Directions:
Please return the lines, both ends included, that run from the one containing "pub enum HarvestError" to the last line of the data below, exactly and alone.
----- Provided information -----
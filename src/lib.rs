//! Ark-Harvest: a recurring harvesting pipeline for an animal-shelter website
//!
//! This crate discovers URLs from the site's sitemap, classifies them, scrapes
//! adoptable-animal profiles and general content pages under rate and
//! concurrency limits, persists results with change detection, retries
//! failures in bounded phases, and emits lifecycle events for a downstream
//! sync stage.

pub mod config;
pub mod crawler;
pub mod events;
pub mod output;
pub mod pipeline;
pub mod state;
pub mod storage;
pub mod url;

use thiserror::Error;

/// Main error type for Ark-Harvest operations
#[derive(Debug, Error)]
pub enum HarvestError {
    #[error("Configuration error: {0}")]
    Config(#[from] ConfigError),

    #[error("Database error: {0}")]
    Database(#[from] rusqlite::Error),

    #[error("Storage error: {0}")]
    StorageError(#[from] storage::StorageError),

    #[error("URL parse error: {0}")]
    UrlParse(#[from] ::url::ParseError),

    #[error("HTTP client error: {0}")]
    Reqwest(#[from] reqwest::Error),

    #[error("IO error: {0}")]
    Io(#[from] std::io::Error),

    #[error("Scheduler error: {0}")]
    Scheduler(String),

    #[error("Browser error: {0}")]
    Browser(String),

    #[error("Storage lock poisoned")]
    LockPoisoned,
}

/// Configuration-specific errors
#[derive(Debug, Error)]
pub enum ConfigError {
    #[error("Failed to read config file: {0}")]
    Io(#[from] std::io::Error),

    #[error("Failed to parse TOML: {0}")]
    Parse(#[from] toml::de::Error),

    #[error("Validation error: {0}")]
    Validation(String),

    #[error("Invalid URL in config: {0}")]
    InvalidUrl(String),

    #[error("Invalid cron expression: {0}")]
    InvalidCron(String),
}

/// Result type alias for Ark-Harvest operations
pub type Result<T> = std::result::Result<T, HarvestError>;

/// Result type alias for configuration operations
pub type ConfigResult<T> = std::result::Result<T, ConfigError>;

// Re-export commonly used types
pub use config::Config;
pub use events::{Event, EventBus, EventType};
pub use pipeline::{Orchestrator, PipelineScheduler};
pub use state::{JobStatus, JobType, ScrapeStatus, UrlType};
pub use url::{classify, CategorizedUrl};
-----
Exercise response:
pub enum HarvestError {
    #[error("Configuration error: {0}")]
    Config(#[from] ConfigError),

    #[error("Database error: {0}")]
    Database(#[from] rusqlite::Error),

    #[error("Storage error: {0}")]
    StorageError(#[from] storage::StorageError),

    #[error("URL parse error: {0}")]
    UrlParse(#[from] ::url::ParseError),

    #[error("HTTP client error: {0}")]
    Reqwest(#[from] reqwest::Error),

    #[error("IO error: {0}")]
    Io(#[from] std::io::Error),

    #[error("Scheduler error: {0}")]
    Scheduler(String),

    #[error("Browser error: {0}")]
    Browser(String),

    #[error("Storage lock poisoned")]
    LockPoisoned,
}

/// Configuration-specific errors
#[derive(Debug, Error)]
pub enum ConfigError {
    #[error("Failed to read config file: {0}")]
    Io(#[from] std::io::Error),

    #[error("Failed to parse TOML: {0}")]
    Parse(#[from] toml::de::Error),

    #[error("Validation error: {0}")]
    Validation(String),

    #[error("Invalid URL in config: {0}")]
    InvalidUrl(String),

    #[error("Invalid cron expression: {0}")]
    InvalidCron(String),
}

/// Result type alias for Ark-Harvest operations
pub type Result<T> = std::result::Result<T, HarvestError>;

/// Result type alias for configuration operations
pub type ConfigResult<T> = std::result::Result<T, ConfigError>;

// Re-export commonly used types
pub use config::Config;
pub use events::{Event, EventBus, EventType};
pub use pipeline::{Orchestrator, PipelineScheduler};
pub use state::{JobStatus, JobType, ScrapeStatus, UrlType};
pub use url::{classify, CategorizedUrl};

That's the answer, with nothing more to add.